On 9 February 2015, hooded gunmen in the French city of Marseille sparked a lockdown after they fired Kalashnikov rifles at police officers while Manuel Valls, the French Prime Minister, was visiting the city. It is thought that the shooting was gang-related, but due to the recent Charlie Hebdo shooting and the Porte de Vincennes hostage crisis during the 2015 Île-de-France attacks, the entire troubled Marseille suburb of La Castellane was under lockdown for hours.[specify] No one was injured.[citation needed]

Incident[edit]

Shortly after gunfire occurred near a police car,[1] the National Gendarmerie Intervention Group locked down the area.

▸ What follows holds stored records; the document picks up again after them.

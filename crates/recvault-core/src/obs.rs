//! Structured observability hooks for backup, restore and health events.
//!
//! This module provides:
//! - Job-scoped tracing spans via the `JobSpan` RAII guard
//! - Emission functions for key lifecycle events
//!
//! Events are emitted at `info!` level (warnings for failures). For JSON
//! output, pass `--json` to the CLI or call `init_tracing(true, ..)`.

use tracing::{info, warn};

/// RAII guard that enters a job-scoped tracing span.
///
/// # Example
///
/// ```ignore
/// let _span = JobSpan::enter("9f1c…", "database");
/// // every event below carries job_id and kind
/// ```
pub struct JobSpan {
    _span: tracing::span::EnteredSpan,
}

impl JobSpan {
    pub fn enter(job_id: &str, kind: &str) -> Self {
        Self {
            _span: job_span(job_id, kind).entered(),
        }
    }
}

/// The span behind [`JobSpan`], for instrumenting futures that cross awaits.
pub fn job_span(job_id: &str, kind: &str) -> tracing::Span {
    tracing::info_span!("recvault.job", job_id = %job_id, kind = %kind)
}

pub fn emit_backup_started(job_id: &str, kind: &str, quick: bool) {
    info!(event = "backup.started", job_id = %job_id, kind = %kind, quick = quick);
}

pub fn emit_backup_finished(
    job_id: &str,
    kind: &str,
    total_records: u64,
    byte_size: u64,
    duration_seconds: f64,
) {
    info!(
        event = "backup.finished",
        job_id = %job_id,
        kind = %kind,
        total_records = total_records,
        byte_size = byte_size,
        duration_seconds = duration_seconds,
    );
}

pub fn emit_backup_failed(job_id: &str, kind: &str, error: &dyn std::fmt::Display) {
    warn!(event = "backup.failed", job_id = %job_id, kind = %kind, error = %error);
}

/// A type left out of a snapshot on purpose (quick mode).
pub fn emit_type_skipped(type_name: &str, reason: &str) {
    info!(event = "snapshot.type_skipped", type_name = %type_name, reason = %reason);
}

/// A type that could not be read; the snapshot continues without it.
pub fn emit_source_failure(type_name: &str, error: &dyn std::fmt::Display) {
    warn!(event = "snapshot.source_failure", type_name = %type_name, error = %error);
}

pub fn emit_stuck_job(job_id: &str, kind: &str, elapsed_seconds: f64, dry_run: bool) {
    warn!(
        event = "cleanup.stuck_job",
        job_id = %job_id,
        kind = %kind,
        elapsed_seconds = elapsed_seconds,
        dry_run = dry_run,
    );
}

pub fn emit_verification(artifact_id: &str, passed: bool) {
    if passed {
        info!(event = "artifact.verified", artifact_id = %artifact_id, passed = true);
    } else {
        warn!(event = "artifact.verified", artifact_id = %artifact_id, passed = false);
    }
}

pub fn emit_upload_ingested(artifact_id: &str, kind: &str, total_records: u64) {
    info!(
        event = "upload.ingested",
        artifact_id = %artifact_id,
        kind = %kind,
        total_records = total_records,
    );
}

pub fn emit_upload_rejected(error: &dyn std::fmt::Display) {
    warn!(event = "upload.rejected", error = %error);
}

pub fn emit_restore_finished(attempt_id: &str, artifact_id: &str, mode: &str, status: &str) {
    info!(
        event = "restore.finished",
        attempt_id = %attempt_id,
        artifact_id = %artifact_id,
        mode = %mode,
        status = %status,
    );
}

pub fn emit_alert(kind: &str, severity: &str, message: &str) {
    warn!(event = "health.alert", kind = %kind, severity = %severity, message = %message);
}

A number of arrests were made, resulting in the seizure of seven Kalashnikovs, two .357 Magnum revolvers and around 20 kilograms of drugs.[2] However, it soon became clear that the gunmen were not aiming at the police; instead, the gunfire was the result of a turf war between two gangs,[3] selling primarily cannabis and cocaine. Drug-traffickers as a whole in La Castellane are reported to make between 50,000 and 60,000 euros a day as of 2015.

Aftermath[edit]

Shortly after the shooting, Manuel Valls called it an example of "apartheid", whereby some French citizens who live in such neighbourhoods feel excluded from society.